Su equipo desmintió la tradición que apuntaba que no era posible ganar el campeonato con una estructura ofensiva plenamente dependiente del tiro exterior. Y de hecho rompió tanto el molde que, apoyado en el jugador que más y mejor define el proyecto –Stephen Curry-, acabó alterando la geometría de la propia pista, llevando la zona de peligro para el rival más lejos que nunca. Porque si siempre fue el aro lo que, a modo gravitatorio, atraía cuerpos, los Warriors estiraron esa gravedad a nueve metros del hierro de la mano de Curry, cambiando el tablero de juego. Y obligando, en definitiva, a reescribir las reglas competitivas.
Curry, elegido MVP de estas Finales, ha conjugado lo transgresor en pista –redefiniendo el ataque moderno por su capacidad de anotar triples sobre bote desde distancias antes inimaginables- con un liderazgo armónico y silencioso fuera de ella. Uno que, en las formas, bien podría asemejarle a la figura de Tim Duncan, epicentro de la cultura de los Spurs este siglo y referente de liderazgo y estabilidad emocional en el deporte de élite.
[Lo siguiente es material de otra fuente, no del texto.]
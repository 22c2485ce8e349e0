use clap::Parser;
use ruletrader::cli::{run, Cli};

fn main() -> std::process::ExitCode {
    tracing_subscriber::fmt()
        .with_env_filter(
            tracing_subscriber::EnvFilter::try_from_default_env()
                .unwrap_or_else(|_| "ruletrader=warn".into()),
        )
        .with_writer(std::io::stderr)
        .with_target(true)
        .init();

    run(Cli::parse())
}
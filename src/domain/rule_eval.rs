//! Rule evaluation engine.
//!
//! # Evaluation Semantics
//!
//! - Features: the trailing `W` candles flattened oldest first, then
//!   `[EMA, 1.0, invested_proportion]`
//! - Slot `t` of a rule bounds the current candle's attribute `t mod 4`
//!   between `lower . features` and `upper . features` (inclusive)
//! - A rule is satisfied only when all `4W` slots hold; evaluation stops at
//!   the first failing slot
//! - The trade signal is the sum of satisfied rule weights, in rule order
//!
//! Every window position reuses the current candle's four attributes, so
//! each attribute is checked against `W` independent bound sets.

use super::candle::{Attribute, Candle};
use super::rulebook::{Rule, Rulebook};

#[derive(Debug, Clone, PartialEq)]
pub struct FeatureVector(Vec<f64>);

impl FeatureVector {
    /// `window` must be the trailing candles ending at the current step.
    pub fn build(window: &[Candle], ema: f64, invested_proportion: f64) -> Self {
        let mut values: Vec<f64> = window.iter().flat_map(|c| c.attributes()).collect();
        values.extend_from_slice(&[ema, 1.0, invested_proportion]);
        FeatureVector(values)
    }

    pub fn values(&self) -> &[f64] {
        &self.0
    }

    pub fn len(&self) -> usize {
        self.0.len()
    }

    pub fn is_empty(&self) -> bool {
        self.0.is_empty()
    }
}

pub fn dot(coefficients: &[f64], features: &FeatureVector) -> f64 {
    coefficients
        .iter()
        .zip(features.values())
        .map(|(c, f)| c * f)
        .sum()
}

pub fn is_satisfied(rule: &Rule, features: &FeatureVector, current: &Candle) -> bool {
    rule.bounds.iter().enumerate().all(|(slot, pair)| {
        let value = current.get(Attribute::from_slot(slot));
        let lower = dot(&pair.lower, features);
        let upper = dot(&pair.upper, features);
        (lower..=upper).contains(&value)
    })
}

/// Sum of the weights of every satisfied rule, in ascending rule order.
pub fn trade_proportion(rulebook: &Rulebook, features: &FeatureVector, current: &Candle) -> f64 {
    rulebook
        .rules()
        .iter()
        .filter(|rule| is_satisfied(rule, features, current))
        .fold(0.0, |acc, rule| acc + rule.weight)
}
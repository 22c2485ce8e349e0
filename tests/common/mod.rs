#![allow(dead_code)]

use ruletrader::domain::backtest::SimulationConfig;
pub use ruletrader::domain::candle::Candle;
use ruletrader::domain::portfolio::Portfolio;
use ruletrader::domain::rulebook::{feature_width, slot_count, BoundPair, Rule, Rulebook};
use std::io::Write;

pub const WIDE: f64 = 1e12;

/// Index of the EMA feature in a coefficient vector.
pub fn ema_index(window: usize) -> usize {
    feature_width(window) - 3
}

/// Index of the constant 1.0 feature.
pub fn constant_index(window: usize) -> usize {
    feature_width(window) - 2
}

/// Index of the invested-proportion feature.
pub fn proportion_index(window: usize) -> usize {
    feature_width(window) - 1
}

/// Same bound pair in every slot.
pub fn uniform_rule(window: usize, lower: Vec<f64>, upper: Vec<f64>, weight: f64) -> Rule {
    Rule {
        bounds: vec![BoundPair { lower, upper }; slot_count(window)],
        weight,
    }
}

/// Every attribute bounded by the constants `lo..=hi`.
pub fn constant_rule(window: usize, lo: f64, hi: f64, weight: f64) -> Rule {
    let width = feature_width(window);
    let mut lower = vec![0.0; width];
    let mut upper = vec![0.0; width];
    lower[constant_index(window)] = lo;
    upper[constant_index(window)] = hi;
    uniform_rule(window, lower, upper, weight)
}

pub fn always_rule(window: usize, weight: f64) -> Rule {
    constant_rule(window, -WIDE, WIDE, weight)
}

/// Lower bound above upper bound, so no price qualifies.
pub fn never_rule(window: usize, weight: f64) -> Rule {
    constant_rule(window, 1.0, -1.0, weight)
}

pub fn rulebook(window: usize, rules: Vec<Rule>) -> Rulebook {
    Rulebook::from_rules(window, rules).unwrap()
}

pub fn config(window: usize, rule_count: usize, ema_width: usize) -> SimulationConfig {
    SimulationConfig {
        window,
        rule_count,
        ema_width,
    }
}

pub fn portfolio(units: f64, money: f64) -> Portfolio {
    Portfolio::new(units, money).unwrap()
}

pub fn flat_candles(price: f64, count: usize) -> Vec<Candle> {
    vec![Candle::flat(price); count]
}

/// Flat candles at the given closes.
pub fn closes(prices: &[f64]) -> Vec<Candle> {
    prices.iter().map(|&p| Candle::flat(p)).collect()
}

/// Candles drifting by `step` per bar with a small intrabar range.
pub fn trending_candles(count: usize, start: f64, step: f64) -> Vec<Candle> {
    (0..count)
        .map(|i| {
            let open = start + step * i as f64;
            let close = open + step / 2.0;
            Candle::new(open, close, open.max(close) + 0.5, open.min(close) - 0.5)
        })
        .collect()
}

pub fn candles_csv(candles: &[Candle]) -> String {
    let mut out = String::from("date,open,high,low,close,volume\n");
    for (i, c) in candles.iter().enumerate() {
        out.push_str(&format!(
            "2024-01-{:02},{},{},{},{},1000\n",
            i % 28 + 1,
            c.open,
            c.high,
            c.low,
            c.close
        ));
    }
    out
}

pub fn rulebook_text(rulebook: &Rulebook) -> String {
    rulebook
        .to_flat()
        .iter()
        .map(|v| v.to_string())
        .collect::<Vec<_>>()
        .join(",")
}

pub fn write_temp(dir: &tempfile::TempDir, name: &str, content: &str) -> std::path::PathBuf {
    let path = dir.path().join(name);
    let mut file = std::fs::File::create(&path).unwrap();
    file.write_all(content.as_bytes()).unwrap();
    path
}
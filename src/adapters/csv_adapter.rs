//! CSV file data adapter.
//!
//! Candle files carry a header row; the `open`, `close`, `high` and `low`
//! columns are located by name and any other columns (date, volume) are
//! ignored. Rulebook files are plain numbers separated by commas and/or
//! newlines, with `#` comment lines.

use crate::domain::candle::Candle;
use crate::domain::error::RuletraderError;
use crate::domain::rulebook::Rulebook;
use crate::ports::data_port::DataPort;
use csv::{ReaderBuilder, StringRecord, Trim};
use std::path::{Path, PathBuf};
use tracing::{debug, warn};

pub struct CsvAdapter {
    candles_path: PathBuf,
    rulebook_path: PathBuf,
}

impl CsvAdapter {
    pub fn new(candles_path: PathBuf, rulebook_path: PathBuf) -> Self {
        Self {
            candles_path,
            rulebook_path,
        }
    }

    pub fn candles_path(&self) -> &Path {
        &self.candles_path
    }

    pub fn rulebook_path(&self) -> &Path {
        &self.rulebook_path
    }
}

fn data_error(path: &Path, e: impl std::fmt::Display) -> RuletraderError {
    RuletraderError::Data {
        reason: format!("{}: {}", path.display(), e),
    }
}

fn column_index(headers: &StringRecord, name: &str) -> Option<usize> {
    headers.iter().position(|h| h.eq_ignore_ascii_case(name))
}

fn parse_field(
    record: &StringRecord,
    index: usize,
    name: &str,
    line: u64,
) -> Result<f64, String> {
    let raw = record
        .get(index)
        .ok_or_else(|| format!("line {line}: missing {name} column"))?;
    raw.parse()
        .map_err(|e| format!("line {line}: invalid {name} value {raw:?}: {e}"))
}

pub fn read_candles(path: &Path) -> Result<Vec<Candle>, RuletraderError> {
    let mut rdr = ReaderBuilder::new()
        .trim(Trim::All)
        .from_path(path)
        .map_err(|e| data_error(path, e))?;

    let headers = rdr.headers().map_err(|e| data_error(path, e))?.clone();
    let mut columns = [0usize; 4];
    for (slot, name) in ["open", "close", "high", "low"].iter().enumerate() {
        columns[slot] = column_index(&headers, name)
            .ok_or_else(|| data_error(path, format!("missing {name} column")))?;
    }

    let mut candles = Vec::new();
    for result in rdr.records() {
        let record = result.map_err(|e| data_error(path, e))?;
        let line = record.position().map(|p| p.line()).unwrap_or(0);
        let [open, close, high, low] = columns;
        candles.push(Candle {
            open: parse_field(&record, open, "open", line).map_err(|e| data_error(path, e))?,
            close: parse_field(&record, close, "close", line).map_err(|e| data_error(path, e))?,
            high: parse_field(&record, high, "high", line).map_err(|e| data_error(path, e))?,
            low: parse_field(&record, low, "low", line).map_err(|e| data_error(path, e))?,
        });
    }

    debug!(path = %path.display(), candles = candles.len(), "loaded candles");
    Ok(candles)
}

pub fn read_flat_rulebook(path: &Path) -> Result<Vec<f64>, RuletraderError> {
    let mut rdr = ReaderBuilder::new()
        .has_headers(false)
        .flexible(true)
        .comment(Some(b'#'))
        .trim(Trim::All)
        .from_path(path)
        .map_err(|e| data_error(path, e))?;

    let mut values = Vec::new();
    for result in rdr.records() {
        let record = result.map_err(|e| data_error(path, e))?;
        let line = record.position().map(|p| p.line()).unwrap_or(0);
        for field in record.iter().filter(|f| !f.is_empty()) {
            let value: f64 = field.parse().map_err(|e| {
                data_error(path, format!("line {line}: invalid coefficient {field:?}: {e}"))
            })?;
            values.push(value);
        }
    }

    if values.is_empty() {
        warn!(path = %path.display(), "rulebook file has no coefficients");
    }
    Ok(values)
}

/// Write a flat rulebook, one rule per line.
pub fn write_flat_rulebook(path: &Path, rulebook: &Rulebook) -> Result<(), RuletraderError> {
    let mut wtr = csv::WriterBuilder::new()
        .has_headers(false)
        .flexible(true)
        .from_path(path)
        .map_err(|e| data_error(path, e))?;
    let flat = rulebook.to_flat();
    let length = flat.len() / rulebook.rule_count().max(1);
    for rule in flat.chunks(length.max(1)) {
        wtr.write_record(rule.iter().map(|v| v.to_string()))
            .map_err(|e| data_error(path, e))?;
    }
    wtr.flush()?;
    Ok(())
}

impl DataPort for CsvAdapter {
    fn load_candles(&self) -> Result<Vec<Candle>, RuletraderError> {
        read_candles(&self.candles_path)
    }

    fn load_rulebook(&self, window: usize, rule_count: usize) -> Result<Rulebook, RuletraderError> {
        let flat = read_flat_rulebook(&self.rulebook_path)?;
        Ok(Rulebook::from_flat(&flat, window, rule_count)?)
    }
}
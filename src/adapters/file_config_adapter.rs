//! INI configuration backed by `configparser`.
//!
//! Section and key names are case-insensitive. Values are trimmed, and a
//! `;` or `#` after whitespace starts a trailing comment, so
//! `trace = out.csv ; optional` reads as `out.csv`.

use crate::domain::error::RuletraderError;
use crate::ports::config_port::ConfigPort;
use configparser::ini::Ini;
use std::path::Path;
use tracing::debug;

const INLINE_SOURCE: &str = "<inline>";

pub struct FileConfigAdapter {
    ini: Ini,
    source: String,
}

impl FileConfigAdapter {
    pub fn from_file(path: &Path) -> Result<Self, RuletraderError> {
        let source = path.display().to_string();
        let mut ini = Ini::new();
        ini.load(path).map_err(|reason| RuletraderError::ConfigParse {
            file: source.clone(),
            reason,
        })?;
        debug!(file = %source, sections = ini.sections().len(), "config loaded");
        Ok(Self { ini, source })
    }

    pub fn from_string(content: &str) -> Result<Self, RuletraderError> {
        let mut ini = Ini::new();
        ini.read(content.to_string())
            .map_err(|reason| RuletraderError::ConfigParse {
                file: INLINE_SOURCE.to_string(),
                reason,
            })?;
        Ok(Self {
            ini,
            source: INLINE_SOURCE.to_string(),
        })
    }

    /// File the settings were read from, for messages.
    pub fn source(&self) -> &str {
        &self.source
    }

    fn value(&self, section: &str, key: &str) -> Option<String> {
        self.ini
            .get(section, key)
            .map(|raw| strip_inline_comment(&raw).to_string())
    }
}

fn strip_inline_comment(value: &str) -> &str {
    let cut = value
        .char_indices()
        .find(|&(i, c)| (c == ';' || c == '#') && value[..i].ends_with(char::is_whitespace))
        .map_or(value.len(), |(i, _)| i);
    value[..cut].trim()
}

fn parse_flag(value: &str) -> Option<bool> {
    match value.to_ascii_lowercase().as_str() {
        "true" | "yes" | "on" | "1" => Some(true),
        "false" | "no" | "off" | "0" => Some(false),
        _ => None,
    }
}

impl ConfigPort for FileConfigAdapter {
    fn get_string(&self, section: &str, key: &str) -> Option<String> {
        self.value(section, key)
    }

    fn get_double(&self, section: &str, key: &str, default: f64) -> f64 {
        self.value(section, key)
            .and_then(|v| v.parse().ok())
            .unwrap_or(default)
    }

    fn get_bool(&self, section: &str, key: &str, default: bool) -> bool {
        self.value(section, key)
            .as_deref()
            .and_then(parse_flag)
            .unwrap_or(default)
    }
}
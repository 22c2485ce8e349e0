//! Streaming exponential moving average of close prices.
//!
//! k = 2/(n+1), seeded with the SMA of the first n closes, then
//! EMA = close*k + EMA*(1-k) once per simulated step.

use super::candle::Candle;

#[derive(Debug, Clone, Copy, PartialEq)]
pub struct Ema {
    value: f64,
    smoothing: f64,
}

/// 2 / (1 + width)
pub fn smoothing_factor(width: usize) -> f64 {
    2.0 / (1.0 + width as f64)
}

impl Ema {
    /// Seed from the mean close of the first `width` candles.
    ///
    /// Returns `None` when `width` is zero or exceeds the available candles.
    pub fn seed(candles: &[Candle], width: usize) -> Option<Self> {
        if width == 0 || candles.len() < width {
            return None;
        }
        let sum: f64 = candles[..width].iter().map(|c| c.close).sum();
        Some(Ema {
            value: sum / width as f64,
            smoothing: smoothing_factor(width),
        })
    }

    pub fn value(&self) -> f64 {
        self.value
    }

    pub fn smoothing(&self) -> f64 {
        self.smoothing
    }

    pub fn update(&mut self, close: f64) {
        self.value = close * self.smoothing + self.value * (1.0 - self.smoothing);
    }
}

/// EMA value observed by each step `i` in `width..candles.len()`, i.e. before
/// that step's own close is folded in. Reference for checking the kernel trace.
#[cfg(test)]
pub(crate) fn ema_series(candles: &[Candle], width: usize) -> Vec<f64> {
    let Some(mut ema) = Ema::seed(candles, width) else {
        return Vec::new();
    };
    candles[width..]
        .iter()
        .map(|c| {
            let seen = ema.value();
            ema.update(c.close);
            seen
        })
        .collect()
}

#[cfg(test)]
mod tests {
    use super::*;
    use approx::assert_relative_eq;

    fn closes(prices: &[f64]) -> Vec<Candle> {
        prices.iter().map(|&p| Candle::flat(p)).collect()
    }

    #[test]
    fn seed_is_sma() {
        let candles = closes(&[1.0, 2.0, 3.0, 4.0, 5.0]);
        let ema = Ema::seed(&candles, 3).unwrap();
        assert_relative_eq!(ema.value(), 2.0);
    }

    #[test]
    fn seed_uses_close_only() {
        let candles = vec![
            Candle::new(100.0, 1.0, 200.0, 0.5),
            Candle::new(100.0, 3.0, 200.0, 0.5),
        ];
        let ema = Ema::seed(&candles, 2).unwrap();
        assert_relative_eq!(ema.value(), 2.0);
    }

    #[test]
    fn seed_rejects_short_series() {
        assert!(Ema::seed(&closes(&[1.0, 2.0]), 3).is_none());
        assert!(Ema::seed(&closes(&[1.0, 2.0]), 0).is_none());
    }

    #[test]
    fn smoothing() {
        assert_relative_eq!(smoothing_factor(10), 2.0 / 11.0);
        assert_relative_eq!(smoothing_factor(1), 1.0);
    }

    #[test]
    fn recursive_update() {
        let candles = closes(&[10.0, 20.0, 30.0]);
        let mut ema = Ema::seed(&candles, 3).unwrap();
        let k = 0.5;
        ema.update(40.0);
        let expected = 40.0 * k + 20.0 * (1.0 - k);
        assert_relative_eq!(ema.value(), expected);
        ema.update(50.0);
        assert_relative_eq!(ema.value(), 50.0 * k + expected * (1.0 - k));
    }

    #[test]
    fn width_one_tracks_close() {
        let candles = closes(&[10.0]);
        let mut ema = Ema::seed(&candles, 1).unwrap();
        ema.update(25.0);
        assert_relative_eq!(ema.value(), 25.0);
    }

    #[test]
    fn series_is_pre_update() {
        let candles = closes(&[1.0, 2.0, 3.0, 4.0, 5.0]);
        let series = ema_series(&candles, 3);
        assert_eq!(series.len(), 2);
        assert_relative_eq!(series[0], 2.0);
        assert_relative_eq!(series[1], 4.0 * 0.5 + 2.0 * 0.5);
    }

    #[test]
    fn series_empty_when_no_steps() {
        let candles = closes(&[1.0, 2.0, 3.0]);
        assert!(ema_series(&candles, 3).is_empty());
        assert!(ema_series(&candles, 4).is_empty());
    }

    #[test]
    fn equal_prices_stay_flat() {
        let candles = closes(&[100.0; 8]);
        for v in ema_series(&candles, 3) {
            assert_relative_eq!(v, 100.0);
        }
    }
}
//! Per-step trace report written as CSV.

use crate::domain::backtest::{SimulationResult, StepRecord};
use crate::domain::error::RuletraderError;
use crate::domain::metrics::step_value;
use crate::ports::report_port::ReportPort;
use serde::Serialize;
use std::path::Path;
use tracing::info;

#[derive(Debug, Serialize)]
struct TraceRow {
    step: usize,
    close: f64,
    ema: f64,
    invested_proportion: f64,
    trade_proportion: f64,
    action: String,
    executed_proportion: f64,
    invested_units: f64,
    available_money: f64,
    value: f64,
}

impl From<&StepRecord> for TraceRow {
    fn from(step: &StepRecord) -> Self {
        TraceRow {
            step: step.index,
            close: step.close,
            ema: step.ema,
            invested_proportion: step.invested_proportion,
            trade_proportion: step.trade_proportion,
            action: step.action.to_string(),
            executed_proportion: step.action.proportion(),
            invested_units: step.invested_units,
            available_money: step.available_money,
            value: step_value(step),
        }
    }
}

pub struct CsvReportAdapter;

impl ReportPort for CsvReportAdapter {
    fn write(&self, result: &SimulationResult, output_path: &Path) -> Result<(), RuletraderError> {
        let report_error = |e: csv::Error| RuletraderError::Report {
            reason: format!("{}: {}", output_path.display(), e),
        };
        let mut wtr = csv::Writer::from_path(output_path).map_err(report_error)?;
        for step in &result.trace {
            wtr.serialize(TraceRow::from(step)).map_err(report_error)?;
        }
        wtr.flush()?;
        info!(path = %output_path.display(), rows = result.trace.len(), "trace written");
        Ok(())
    }
}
Siendo eje del sistema y la idea, Curry renunció siempre al ego o a cualquier autoridad consecuencia de ser quién es. De hecho alimentó lo contrario, el brillo ajeno como camino a la evolución y felicidad. Lo hizo dando vuelo al incendiario Draymond Green, alma competitiva del grupo; a otro tirador de élite histórica como Klay Thompson e incluso a un solista que llegó de fuera y podía amenazar su propia jerarquía –Kevin Durant-. Lo hizo, todo ello, sin aspavientos.
Curry, un jugador legendario que trasciende su propia era, priorizó siempre colectivo a individualidad. Y de hecho que su primer MVP de las Finales haya llegado al cuarto título y habiendo cumplido 34 años tiene un toque casi poético, como si el baloncesto hubiese querido cerrar, de una vez por todas, la única herida abierta posible para el pequeño que cambió para siempre el juego de los gigantes. Porque será siempre ese, al margen de palmarés, su mayor legado.
A su lado, no obstante, hay mucho más. Del corazón de un Green que también redefinió el papel –sobre todo defensivo- del pívot moderno a la fascinante historia de un Klay Thompson que estuvo dos años y medio sin competir, tras encadenar lesiones en ligamento cruzado anterior y Aquiles -atravesando por el camino la ansiedad propia del que vio quebrarse su vida en dos instantes-, pero que regresó para volver a la cúspide.
Los Warriors, una franquicia de absoluta vanguardia en la metodología de su Gerencia –liderada por Bob Myers-, plenamente identificable con el entorno de Silicon Valley que les rodea, apostaron fuerte por prolongar su dinastía sosteniendo a través de la propiedad –con Joe Lacob a la cabeza- la plantilla más cara de la NBA. Pero unieron fondo y formas para lograrlo.
Así, giros de guión tan magníficos como los de Kevon Looney o Gary Payton II, irrupciones como la de Jordan Poole e incluso despegues como el de Andrew Wiggins, todos ellos parte activa del éxito, demuestran que, como defendió en su día Ortega, para valorar algo siempre es necesario considerar también su circunstancia. Y no hay, en el deporte de la canasta, circunstancia tan positiva y cohesionada, que acerque tanto a obtener la mejor versión y el éxito, como la de los Warriors.
Más allá de (nuevamente) campeones, incluso más allá de la dinastía que aún alimentan, los Warriors son los reyes de este juego.